Air Doll (2009)

Directed by Hirokazu Koreeda. Written by Yoshiie Goda and Hirokazu Koreeda

A newcomer’s outside perspective can reinvent how we do things and show us what was taken for granted shouldn’t be. In the same vein, a stranger’s comment on a particular set of behaviors that’s become second-nature to us can force us to relearn ourselves, and a child’s innocent question about why things are the way they are can invite us to re-engage with the world. 

Movies mine this phenomenon frequently because it’s almost always inspiring to see someone meet the world for the first time. You only need to look as far back as Poor Things to find a good example as Bella Baxter takes the plunge into the wider world beyond and challenges the stale status quo. Air Doll, Hirokazu Koreeda’s story about a blow-up sex doll who suddenly attains a soul and a real body, is not a good example. 

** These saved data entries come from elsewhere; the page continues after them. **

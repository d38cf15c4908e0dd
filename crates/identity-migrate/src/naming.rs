//! Origin/target name resolution for renamed tables and columns.

use crate::config::MigrationConfig;
use std::collections::HashMap;

/// Which naming a resolved name should be expressed in.
#[derive(Debug, Clone, Copy, PartialEq, Eq)]
pub enum NameSide {
    /// The name as it exists in the origin store.
    Origin,
    /// The name as it exists in the target database.
    Target,
}

/// Maps possibly-renamed tables and columns between origin and target naming.
///
/// Names with no mapping resolve to themselves.
pub trait NameResolver: Send + Sync {
    /// Express a table name (given in the other naming) in `side` naming.
    fn table_name(&self, name: &str, side: NameSide) -> String;

    /// Express a column name (given in the other naming) in `side` naming.
    ///
    /// Columns are always scoped by the origin table name.
    fn column_name(&self, origin_table: &str, name: &str, side: NameSide) -> String;
}

#[derive(Debug, Clone, Default)]
struct BiMap {
    to_target: HashMap<String, String>,
    to_origin: HashMap<String, String>,
}

impl BiMap {
    fn from_pairs<'a>(pairs: impl IntoIterator<Item = (&'a String, &'a String)>) -> Self {
        let mut map = Self::default();
        for (origin, target) in pairs {
            map.to_target.insert(origin.clone(), target.clone());
            map.to_origin.insert(target.clone(), origin.clone());
        }
        map
    }

    fn resolve(&self, name: &str, side: NameSide) -> String {
        let lookup = match side {
            NameSide::Target => &self.to_target,
            NameSide::Origin => &self.to_origin,
        };
        lookup.get(name).cloned().unwrap_or_else(|| name.to_string())
    }
}

/// Name resolver driven by `migration.table_map` and `migration.column_map`.
#[derive(Debug, Clone, Default)]
pub struct ConfigNameResolver {
    tables: BiMap,
    columns: HashMap<String, BiMap>,
}

impl ConfigNameResolver {
    pub fn from_config(config: &MigrationConfig) -> Self {
        Self {
            tables: BiMap::from_pairs(&config.table_map),
            columns: config
                .column_map
                .iter()
                .map(|(table, cols)| (table.clone(), BiMap::from_pairs(cols)))
                .collect(),
        }
    }
}

impl NameResolver for ConfigNameResolver {
    fn table_name(&self, name: &str, side: NameSide) -> String {
        self.tables.resolve(name, side)
    }

    fn column_name(&self, origin_table: &str, name: &str, side: NameSide) -> String {
        match self.columns.get(origin_table) {
            Some(map) => map.resolve(name, side),
            None => name.to_string(),
        }
    }
}
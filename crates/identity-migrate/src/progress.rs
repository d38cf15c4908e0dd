//! Human-readable progress lines.

use async_trait::async_trait;
use chrono::Utc;
use std::path::{Path, PathBuf};
use tokio::io::AsyncWriteExt;
use tracing::{info, warn};

/// Where a table's progress lines go.
#[derive(Debug, Clone, PartialEq, Eq, Default)]
pub enum LogDestination {
    /// The tracing subscriber only.
    #[default]
    Console,
    /// The tracing subscriber, plus one appended line per message in this file.
    File(PathBuf),
}

/// Records progress lines. Failures to record are not reported to the caller.
#[async_trait]
pub trait ProgressLog: Send + Sync {
    async fn log(&self, message: &str, destination: &LogDestination);
}

/// Progress log writing through `tracing`.
#[derive(Debug, Clone, Copy, Default)]
pub struct TracingProgressLog;

#[async_trait]
impl ProgressLog for TracingProgressLog {
    async fn log(&self, message: &str, destination: &LogDestination) {
        info!("{}", message);

        if let LogDestination::File(path) = destination {
            if let Err(e) = append_line(path, message).await {
                warn!("Failed to write progress to {:?}: {}", path, e);
            }
        }
    }
}

async fn append_line(path: &Path, message: &str) -> std::io::Result<()> {
    if let Some(parent) = path.parent() {
        if !parent.as_os_str().is_empty() {
            tokio::fs::create_dir_all(parent).await?;
        }
    }

    let mut file = tokio::fs::OpenOptions::new()
        .create(true)
        .append(true)
        .open(path)
        .await?;

    let line = format!("{} {}\n", Utc::now().to_rfc3339(), message);
    file.write_all(line.as_bytes()).await?;
    file.flush().await
}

Full of clichés, half-baked observations, and schmaltzy sequences, the story of Nozomo, brought to life by Bae Doona, is a two-dimensional affair that circles itself a few times before slumping over like a tired dog, an uninspired go at something meant to be pointed and insightful. She first observes, then contacts, and finally interacts with a wide variety of people, seemingly meant to suggest she’s seeing a cross-section of society and therefore attains a deeper knowledge thereof. Yet, when she opens her mouth or reacts, it’s a dull spectacle. If wisdom is meant to spill from the pages of Koreeda and Goda’s script, consider them barren. 

Air Doll is social commentary with no bite, might, or insight, and worse yet, without its own logic. One moment, Nozomo struggles to form sentences, but then she delivers a severe monologue on how human beings can’t see past the fog of modern life to recognize our common humanity and the wonder of the world. She’s self-aware of her nature as a sex doll, but this self-existential awareness doesn’t extend to grasping that people aren’t full of air and won’t deflate if they’re cut. 

You can commend Koreeda for taking a giant swing with this premise of a sex doll of all things navigating the facts of life and trying to gain some understanding of it all, but the affair is as empty as Nozomo’s innards. It’s ultimately like someone who shows up at the party with a stuffed eagle for a hat. Eye-catching, but then you speak to the person wearing it and you realize this excess is to make up for a profound lack of something else. 

Koreeda’s a modern master at telling stories about makeshift families and how connection manifests, and his cinematography is an almost embarrassing assortment of pearls. Maybe the most life-affirming thing about Air Doll is that even Koreeda can produce a clunker.